Limit the real estate excise tax exemption for banks, saving the state nearly $107 million over three years.

“Having a classroom teacher to teach algebra right now is more important than some oil industry tax break,” Inslee said during a news conference to announce his budget proposal.

Republican Bill Bryant, a Port of Seattle commissioner who is running against Democrat Inslee in next year’s gubernatorial election, said that while he agrees that something needs to be done about the teacher shortage, he would pay for the raises out of the existing budget instead of through taxes.

“I applaud him for trying to do it, but I would reallocate resources rather than propose new taxes,” he said.

Inslee’s supplemental budget includes more than $178 million to cover the cost to fight last summer’s wildfires that burned 1 million acres and destroyed more than 300 homes. That money comes from the state’s emergency fund.

The budget also spends more than $137 million on mental health needs, including efforts to improve safety and improve staffing levels at the state psychiatric hospitals.

The budget pays for about 62 additional positions, including 51 registered nurses. It also puts more money toward improving hospital staff recruitment and retention rates.

Lawmakers return to the Capitol next month, when the House and Senate will each present their own supplemental budget proposals during the 60-day legislative session that is scheduled to end mid-March.

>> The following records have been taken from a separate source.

//! Card transaction anomaly detection
//!
//! Threshold rules evaluated in a fixed order:
//! 1. Amount above the configured ceiling
//! 2. Category containing a flagged term (e.g. overseas spend)
//!
//! The first satisfied rule decides the reason and confidence. When neither
//! fires the verdict is [`AnomalyVerdict::Normal`], a confirmed-normal outcome
//! with its own confidence rather than an "unknown" fallback.

use serde::{Deserialize, Serialize};
use tracing::debug;

use crate::error::{Error, Result};
use crate::models::Transaction;
use crate::rules::normalize;

/// Thresholds and messages for anomaly detection
#[derive(Debug, Clone, PartialEq)]
pub struct AnomalyPolicy {
    /// Amounts strictly above this are flagged
    pub amount_ceiling: f64,
    pub amount_confidence: f64,
    pub amount_reason: String,
    /// Normalized terms; a category containing any of them is flagged
    pub flagged_categories: Vec<String>,
    pub category_confidence: f64,
    pub category_reason: String,
    pub normal_confidence: f64,
    pub normal_reason: String,
}

impl AnomalyPolicy {
    pub fn validate(&self) -> Result<()> {
        if !self.amount_ceiling.is_finite() || self.amount_ceiling < 0.0 {
            return Err(Error::InvalidRule(format!(
                "anomaly amount_ceiling must be non-negative, got {}",
                self.amount_ceiling
            )));
        }
        for (name, value) in [
            ("amount_confidence", self.amount_confidence),
            ("category_confidence", self.category_confidence),
            ("normal_confidence", self.normal_confidence),
        ] {
            if !(0.0..=1.0).contains(&value) {
                return Err(Error::InvalidRule(format!(
                    "anomaly {} must be within [0, 1], got {}",
                    name, value
                )));
            }
        }
        if self.flagged_categories.iter().any(|t| t.is_empty()) {
            return Err(Error::InvalidRule(
                "anomaly flagged_categories must not contain empty terms".to_string(),
            ));
        }
        Ok(())
    }
}

/// Which threshold rule flagged a transaction
#[derive(Debug, Clone, PartialEq, Serialize, Deserialize)]
#[serde(tag = "rule", rename_all = "snake_case")]
pub enum AnomalyReason {
    AmountAboveCeiling { amount: f64, ceiling: f64 },
    FlaggedCategory { category: String, term: String },
}

impl AnomalyReason {
    pub fn evidence(&self) -> String {
        match self {
            Self::AmountAboveCeiling { amount, ceiling } => {
                format!("amount {} exceeds ceiling {}", amount, ceiling)
            }
            Self::FlaggedCategory { category, term } => {
                format!("category '{}' contains flagged term '{}'", category, term)
            }
        }
    }
}

/// Result of screening a transaction
#[derive(Debug, Clone, PartialEq, Serialize, Deserialize)]
#[serde(tag = "verdict", rename_all = "snake_case")]
pub enum AnomalyVerdict {
    Flagged {
        reason: AnomalyReason,
        message: String,
        confidence: f64,
    },
    Normal {
        message: String,
        confidence: f64,
    },
}

impl AnomalyVerdict {
    pub fn is_anomaly(&self) -> bool {
        matches!(self, Self::Flagged { .. })
    }

    pub fn confidence(&self) -> f64 {
        match self {
            Self::Flagged { confidence, .. } | Self::Normal { confidence, .. } => *confidence,
        }
    }

    pub fn message(&self) -> &str {
        match self {
            Self::Flagged { message, .. } | Self::Normal { message, .. } => message,
        }
    }

    pub fn reason(&self) -> Option<&AnomalyReason> {
        match self {
            Self::Flagged { reason, .. } => Some(reason),
            Self::Normal { .. } => None,
        }
    }

    pub fn evidence(&self) -> Vec<String> {
        self.reason().map(|r| vec![r.evidence()]).unwrap_or_default()
    }
}

/// Screens transactions against an [`AnomalyPolicy`]
#[derive(Debug, Clone)]
pub struct AnomalyDetector {
    policy: AnomalyPolicy,
}

impl AnomalyDetector {
    pub fn new(policy: AnomalyPolicy) -> Self {
        Self { policy }
    }

    pub fn policy(&self) -> &AnomalyPolicy {
        &self.policy
    }

    pub fn detect(&self, transaction: &Transaction) -> AnomalyVerdict {
        let verdict = if let Some(reason) = self.check_amount(transaction) {
            AnomalyVerdict::Flagged {
                reason,
                message: self.policy.amount_reason.clone(),
                confidence: self.policy.amount_confidence,
            }
        } else if let Some(reason) = self.check_category(transaction) {
            AnomalyVerdict::Flagged {
                reason,
                message: self.policy.category_reason.clone(),
                confidence: self.policy.category_confidence,
            }
        } else {
            AnomalyVerdict::Normal {
                message: self.policy.normal_reason.clone(),
                confidence: self.policy.normal_confidence,
            }
        };

        debug!(
            amount = transaction.amount,
            category = %transaction.category,
            anomaly = verdict.is_anomaly(),
            "Transaction screened"
        );

        verdict
    }

    fn check_amount(&self, transaction: &Transaction) -> Option<AnomalyReason> {
        (transaction.amount > self.policy.amount_ceiling).then(|| {
            AnomalyReason::AmountAboveCeiling {
                amount: transaction.amount,
                ceiling: self.policy.amount_ceiling,
            }
        })
    }

    fn check_category(&self, transaction: &Transaction) -> Option<AnomalyReason> {
        let category = normalize(&transaction.category);
        self.policy
            .flagged_categories
            .iter()
            .find(|term| category.contains(term.as_str()))
            .map(|term| AnomalyReason::FlaggedCategory {
                category: transaction.category.clone(),
                term: term.clone(),
            })
    }
}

In a written statement, Democratic House Majority Leader Pat Sullivan said Inslee’s proposal was “a good starting point for discussion.”

But Senate Republicans’ main budget writer, Sen. Andy Hill, criticized the plan, writing that “the governor continues to offer plenty of ways to spend taxpayer dollars, but fails to provide a sustainable way to pay for it.”

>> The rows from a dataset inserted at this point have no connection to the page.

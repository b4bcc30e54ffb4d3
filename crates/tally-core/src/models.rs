//! Domain models for Tally

use chrono::{DateTime, Utc};
use serde::{Deserialize, Serialize};

use crate::error::{Error, Result};

/// Decision tasks the engine can answer
#[derive(Debug, Clone, Copy, PartialEq, Eq, Hash, Serialize, Deserialize)]
#[serde(rename_all = "snake_case")]
pub enum TaskKind {
    /// Receipt upload → suggested account (keyed on filename)
    Receipt,
    /// Free-text expense description → account name and code
    Expense,
    /// Card transaction → anomaly verdict
    Anomaly,
    /// Partial-period spend → budget overrun projection
    Forecast,
    /// Policy question → answer with citations
    Knowledge,
}

impl TaskKind {
    pub fn as_str(&self) -> &'static str {
        match self {
            Self::Receipt => "receipt",
            Self::Expense => "expense",
            Self::Anomaly => "anomaly",
            Self::Forecast => "forecast",
            Self::Knowledge => "knowledge",
        }
    }

    /// Get all task kinds
    pub fn all() -> &'static [TaskKind] {
        &[
            Self::Receipt,
            Self::Expense,
            Self::Anomaly,
            Self::Forecast,
            Self::Knowledge,
        ]
    }
}

impl std::fmt::Display for TaskKind {
    fn fmt(&self, f: &mut std::fmt::Formatter<'_>) -> std::fmt::Result {
        write!(f, "{}", self.as_str())
    }
}

impl std::str::FromStr for TaskKind {
    type Err = String;

    fn from_str(s: &str) -> std::result::Result<Self, Self::Err> {
        match s.to_lowercase().as_str() {
            "receipt" | "ocr" => Ok(Self::Receipt),
            "expense" | "classify" => Ok(Self::Expense),
            "anomaly" | "detect" => Ok(Self::Anomaly),
            "forecast" | "budget" => Ok(Self::Forecast),
            "knowledge" | "chat" | "ask" => Ok(Self::Knowledge),
            _ => Err(format!("Unknown task: {}", s)),
        }
    }
}

/// A card transaction submitted for anomaly screening
#[derive(Debug, Clone, PartialEq, Serialize, Deserialize)]
pub struct Transaction {
    /// Transaction amount in currency units (non-negative)
    pub amount: f64,
    /// Merchant or spending category, e.g. "해외 출장" or "overseas travel"
    pub category: String,
    /// When the transaction happened, as supplied by the caller
    #[serde(default)]
    pub timestamp: String,
}

impl Transaction {
    pub fn new(amount: f64, category: impl Into<String>, timestamp: impl Into<String>) -> Self {
        Self {
            amount,
            category: category.into(),
            timestamp: timestamp.into(),
        }
    }

    pub fn validate(&self) -> Result<()> {
        if !self.amount.is_finite() || self.amount < 0.0 {
            return Err(Error::InvalidInput(format!(
                "amount must be a non-negative number, got {}",
                self.amount
            )));
        }
        Ok(())
    }
}

/// Budget execution state for one department part-way through a period
#[derive(Debug, Clone, PartialEq, Serialize, Deserialize)]
pub struct BudgetState {
    pub department: String,
    pub current_spent: f64,
    pub total_budget: f64,
    pub days_elapsed: u32,
    /// Length of the budget period; the forecaster's default applies when unset
    #[serde(default)]
    pub total_days: Option<u32>,
}

impl BudgetState {
    pub fn new(
        department: impl Into<String>,
        current_spent: f64,
        total_budget: f64,
        days_elapsed: u32,
    ) -> Self {
        Self {
            department: department.into(),
            current_spent,
            total_budget,
            days_elapsed,
            total_days: None,
        }
    }

    pub fn with_total_days(mut self, total_days: u32) -> Self {
        self.total_days = Some(total_days);
        self
    }

    pub fn validate(&self) -> Result<()> {
        if !self.current_spent.is_finite() || self.current_spent < 0.0 {
            return Err(Error::InvalidInput(format!(
                "current_spent must be a non-negative number, got {}",
                self.current_spent
            )));
        }
        if !self.total_budget.is_finite() || self.total_budget <= 0.0 {
            return Err(Error::InvalidInput(format!(
                "total_budget must be positive, got {}",
                self.total_budget
            )));
        }
        if self.total_days == Some(0) {
            return Err(Error::InvalidInput(
                "total_days must be positive".to_string(),
            ));
        }
        Ok(())
    }
}

/// An uploaded document as recorded by the registry
#[derive(Debug, Clone, PartialEq, Serialize, Deserialize)]
pub struct DocumentRecord {
    pub filename: String,
    /// Size of the uploaded content in bytes
    pub size: usize,
    pub uploaded_at: DateTime<Utc>,
}

/// Uniform result envelope returned for every decision task
///
/// Always carries a label, a confidence and an explanation, including when a
/// fallback or "normal" outcome answered. `evidence` may be empty.
#[derive(Debug, Clone, PartialEq, Serialize, Deserialize)]
pub struct Outcome {
    pub task: TaskKind,
    pub label: String,
    #[serde(skip_serializing_if = "Option::is_none")]
    pub code: Option<String>,
    pub confidence: f64,
    pub explanation: String,
    pub evidence: Vec<String>,
}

Legislators have a lot on their plate for the short session, including returning under the cloud of $100,000-a-day sanctions imposed by the state Supreme Court since August over lawmakers’ lack of progress on fixing the way the state pays for public education.

A legislative work group has been meeting for months in an effort to come up with a plan to satisfy the court.

Inslee’s budget proposal pays for that fine, which stands at about $16 million, out of the state’s general fund and put into a special education account.

The rest of the plan to answer the Supreme Court’s McCleary decision on education funding is in the works, Inslee said.

Lawmakers will propose a plan for fixing the way the state pays for basic education this year and will figure out how to pay for it by the 2017 legislative session, the governor said.

“Consensus on these solutions is going to take longer than a 60-day session,” Inslee said.

Herald writer Jerry Cornfield contributed to this report.

AP writer Donna Gordon Blankinship contributed from Seattle.